Under first Nestor, and then Cristina, Kirchner, Argentina has been pursuing an economic policy that, in its suspicion of free markets, distrust of globalization and strong redistributionist vein, reflects a long Argentine tradition that extends far beyond the Kirchner camp, and, indeed, finds some reflection in some of the pronouncements of, ahem, one rather prominent Argentine now resident in the Vatican.
So how’s it working out?
The Guardian reports:
Following the sudden collapse in the peso this week, some Argentinians fear their country may be lurching into a new episode of the crises that seem to hit the country’s economy almost every decade. Scrambling to protect the country’s perilously low central bank reserves, which dropped 30% last year and fell below $30bn (£18bn) this month, the government of President Cristina Fernández de Kirchner seemed at a loss how to proceed. It started the week introducing tight controls on the purchase of online goods from abroad, to prevent Argentinians from spending dollars in ever larger quantities – especially on Chinese products which, as a result of 30% inflation, can be cheaper delivered to their door from abroad than bought at local stores.

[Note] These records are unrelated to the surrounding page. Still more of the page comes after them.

//! Outbound ports (SPI) for the refresh broadcast subsystem.

use crate::domain::{ServiceHandle, ServiceName, TransactFlags, TransactionCode, TransactionPayload};
use crate::events::BroadcastError;

/// Read-only view of the platform service registry.
///
/// Pure query interface: the broadcast never mutates the registry. The
/// concrete binding is platform-specific; adapters implement this trait over
/// whatever directory the host exposes.
pub trait ServiceRegistry: Send + Sync {
    /// List all currently registered service names, in registration order.
    ///
    /// Queried once per broadcast pass. An empty vector is a valid result.
    ///
    /// # Errors
    ///
    /// `RegistryUnavailable` when the registry cannot be reached or the
    /// query mechanism fails; the caller aborts the whole pass.
    fn list_service_names(&self) -> Result<Vec<ServiceName>, BroadcastError>;

    /// Resolve a name to a live endpoint handle.
    ///
    /// Returns `None` when the name is not currently bound, which is a
    /// normal outcome, not an error. Handles are valid for a single send
    /// attempt and must not be cached.
    fn check_service(&self, name: &ServiceName) -> Option<ServiceHandle>;
}

/// One-way control-transaction transport.
pub trait ControlTransport: Send + Sync {
    /// Issue one control transaction to one handle.
    ///
    /// With `TransactFlags::ONE_WAY` set, no reply is expected and any reply
    /// is discarded. Success means the transport accepted the call.
    ///
    /// # Errors
    ///
    /// Failure is a routine outcome: a live handle does not guarantee the
    /// service implements this transaction. `TransactionRejected` when the
    /// target declines the code, `TransportFailure` when the transport
    /// itself errors (including a handle gone stale since resolution).
    fn transact(
        &self,
        handle: &ServiceHandle,
        code: TransactionCode,
        payload: &TransactionPayload,
        flags: TransactFlags,
    ) -> Result<(), BroadcastError>;
}
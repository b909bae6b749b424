//! End-to-end broadcast over the loopback hub: registered endpoints all see
//! the refresh code exactly once per pass, misbehaving endpoints stay
//! contained, and the wired runtime reloads settings from a detached pass.

use std::env;
use std::sync::Arc;
use std::thread;
use std::time::{Duration, Instant};

use parking_lot::Mutex;

use refresh_broadcast::{
    RefreshBroadcastService, ServiceName, ServiceRegistry, TransactionCode, REFRESH_CODE,
};
use refresh_runtime::adapters::{ControlEndpoint, ControlRejection, LoopbackHub};
use refresh_runtime::config::RuntimeConfig;
use refresh_runtime::settings::SETTINGS_SERVICE;
use refresh_runtime::RefreshRuntime;

/// Endpoint recording every control code it receives.
#[derive(Default)]
struct RecordingEndpoint {
    seen: Mutex<Vec<u32>>,
}

impl ControlEndpoint for RecordingEndpoint {
    fn handle_control(&self, code: TransactionCode, payload: &[u8]) -> Result<(), ControlRejection> {
        assert!(payload.is_empty(), "refresh payload must be empty");
        self.seen.lock().push(code.as_u32());
        Ok(())
    }
}

/// Endpoint that implements no control codes at all.
struct DeafEndpoint;

impl ControlEndpoint for DeafEndpoint {
    fn handle_control(
        &self,
        _code: TransactionCode,
        _payload: &[u8],
    ) -> Result<(), ControlRejection> {
        Err(ControlRejection::UnsupportedCode)
    }
}

#[test]
fn test_every_registered_endpoint_is_poked_despite_a_deaf_one() {
    let hub = Arc::new(LoopbackHub::new());

    let first = Arc::new(RecordingEndpoint::default());
    let last = Arc::new(RecordingEndpoint::default());
    hub.register(ServiceName::new("first"), Arc::clone(&first) as Arc<dyn ControlEndpoint>);
    hub.register(ServiceName::new("deaf"), Arc::new(DeafEndpoint) as Arc<dyn ControlEndpoint>);
    hub.register(ServiceName::new("last"), Arc::clone(&last) as Arc<dyn ControlEndpoint>);

    let service = RefreshBroadcastService::new(Arc::clone(&hub), Arc::clone(&hub));
    let stats = service.run_pass();

    assert_eq!(stats.names_listed, 3);
    assert_eq!(stats.reached, 2);
    assert_eq!(stats.failed, 1);
    assert_eq!(stats.skipped_absent, 0);

    // Endpoints after the deaf one are still reached, each exactly once,
    // with the bit-exact refresh code.
    assert_eq!(*first.seen.lock(), vec![REFRESH_CODE.as_u32()]);
    assert_eq!(*last.seen.lock(), vec![REFRESH_CODE.as_u32()]);
    assert_eq!(REFRESH_CODE.as_u32(), 0x5F53_5052);
}

#[test]
fn test_second_pass_reenumerates_instead_of_reusing_anything() {
    let hub = Arc::new(LoopbackHub::new());
    let endpoint = Arc::new(RecordingEndpoint::default());
    let id = hub.register(
        ServiceName::new("transient"),
        Arc::clone(&endpoint) as Arc<dyn ControlEndpoint>,
    );

    let service = RefreshBroadcastService::new(Arc::clone(&hub), Arc::clone(&hub));

    let stats = service.run_pass();
    assert_eq!(stats.reached, 1);

    // Deregistration between passes: the next pass sees an empty registry,
    // not a cached handle.
    hub.deregister(id);
    let stats = service.run_pass();
    assert_eq!(stats.names_listed, 0);
    assert_eq!(stats.reached, 0);
    assert_eq!(endpoint.seen.lock().len(), 1);
}

#[test]
fn test_wired_runtime_reloads_settings_through_a_detached_pass() {
    env::set_var("REFRESH_SETTING_IT_MODE", "initial");

    let runtime = RefreshRuntime::new(RuntimeConfig::default());
    assert_eq!(
        runtime.settings().get("REFRESH_SETTING_IT_MODE"),
        Some("initial".to_string())
    );
    assert_eq!(runtime.hub().binding_count(), 1);
    assert!(runtime
        .hub()
        .check_service(&ServiceName::new(SETTINGS_SERVICE))
        .is_some());

    env::set_var("REFRESH_SETTING_IT_MODE", "updated");
    runtime.broadcast();

    // The trigger returned immediately; completion is only observable via
    // the metrics counters.
    let deadline = Instant::now() + Duration::from_secs(5);
    while runtime.metrics().passes_completed == 0 {
        assert!(Instant::now() < deadline, "broadcast pass never completed");
        thread::sleep(Duration::from_millis(5));
    }

    assert_eq!(
        runtime.settings().get("REFRESH_SETTING_IT_MODE"),
        Some("updated".to_string())
    );
    let metrics = runtime.metrics();
    assert_eq!(metrics.sends_ok, 1);
    assert_eq!(metrics.sends_failed, 0);
}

But on Friday the government seemed to do a U-turn, saying it would relax its grip on the dollar. From next week it will remove some of the controls it introduced two years ago which banned Argentinians from trading their pesos for dollars, a customary practice in a country with a long history of inflation.The dollar freeze paralysed the property market, which operates in dollars, but failed to stem the rush away from the peso. Instead it created a black market where the dollar has risen from eight to 13 pesos in the last year while the central bank continued using – and losing – reserves trying to keep the dollar in check. Its battle was ultimately lost this week in view of the peso’s sudden collapse.
Seemingly oblivious to the country’s economic plight, Fernández has referred to the last 10 years – since her husband assumed Argentina’s presidency in 2003, and she took over in 2007 – as the “victorious decade”. But this week’s forced devaluation of the official exchange rate may make it difficult to continue repeating a slogan habitually used in speeches by government officials, printed on billboards and even emblazoned on a recent series of commemorative stamps.
To 68-year-old Aida Ender, after 40 days without power in her eighth-floor apartment in the middle-class neighbourhood of Almagro in Buenos Aires, the slogan grates like a bad joke. “There’s no plan, the president is out of touch with reality, she’s lost like Alice in Wonderland,” says Ender, who has had to move out of her apartment, where she has had no water, no working lift and no refrigeration since 16 December. Her plight is shared by thousands of neighbours and even hospitals, in the middle of unusual summer highs of close to 40C. Economic observers blame the government’s populist policies – including keeping utility prices artificially low to disguise inflation – for the power crisis. They say this has made it impossible for firms to invest in maintaining power lines.
The government denies the charges and says that inflation is fuelled by anti-government businessmen.
…At least 11 people were killed and hundreds injured last month when a wave of supermarket looting spread across Argentina, fuelled by a combination of rising food prices and a police strike for higher wages.
The Economist adds:
As of Monday January 27th, the government will supposedly lift this invisible “clamp”. Today’s announcement by Jorge Capitanich, the cabinet chief, lasted only a minute and left his audience with more questions than answers. He revealed only that the exchange restrictions will be lifted for individuals, not for businesses; and that Argentines will still need to present tax affidavits along with their requests for dollars. Those making dollar purchases for travel will be charged a 20% tax advance on such purchases, down from 35% now.
One explanation for the events of the past week is that the authorities can no longer afford to prop up the peso by using Central Bank reserves. Although the 2011 dollar restrictions succeeded in stanching capital flight, they failed to stop the fall of Argentina’s international reserves. In 2011, when the clamp was implemented, the reserves were around $47 billion. They have since dropped below $30 billion. With an energy bill of $15 billion and debt obligations of $10 billion to pay this year, the Central Bank cannot endure much more pressure.
On the other hand, letting the peso plummet as Argentines rush to swap their money into dollars could quickly lead to panic. Even if the Central Bank stops intervening, AFIP, Argentina’s tax agency, will continue to control dollar sales, meaning Argentines could still face rejection of their exchange requests without explanation. Despite this morning’s announcement several black-market exchange houses in Buenos Aires, unsure of what the next week might bring, are still hungrily buying and selling at a rate of roughly 12 pesos to the dollar, well above the official rate of 8.1.
But at least Argentines are being spared the horrors of the free market!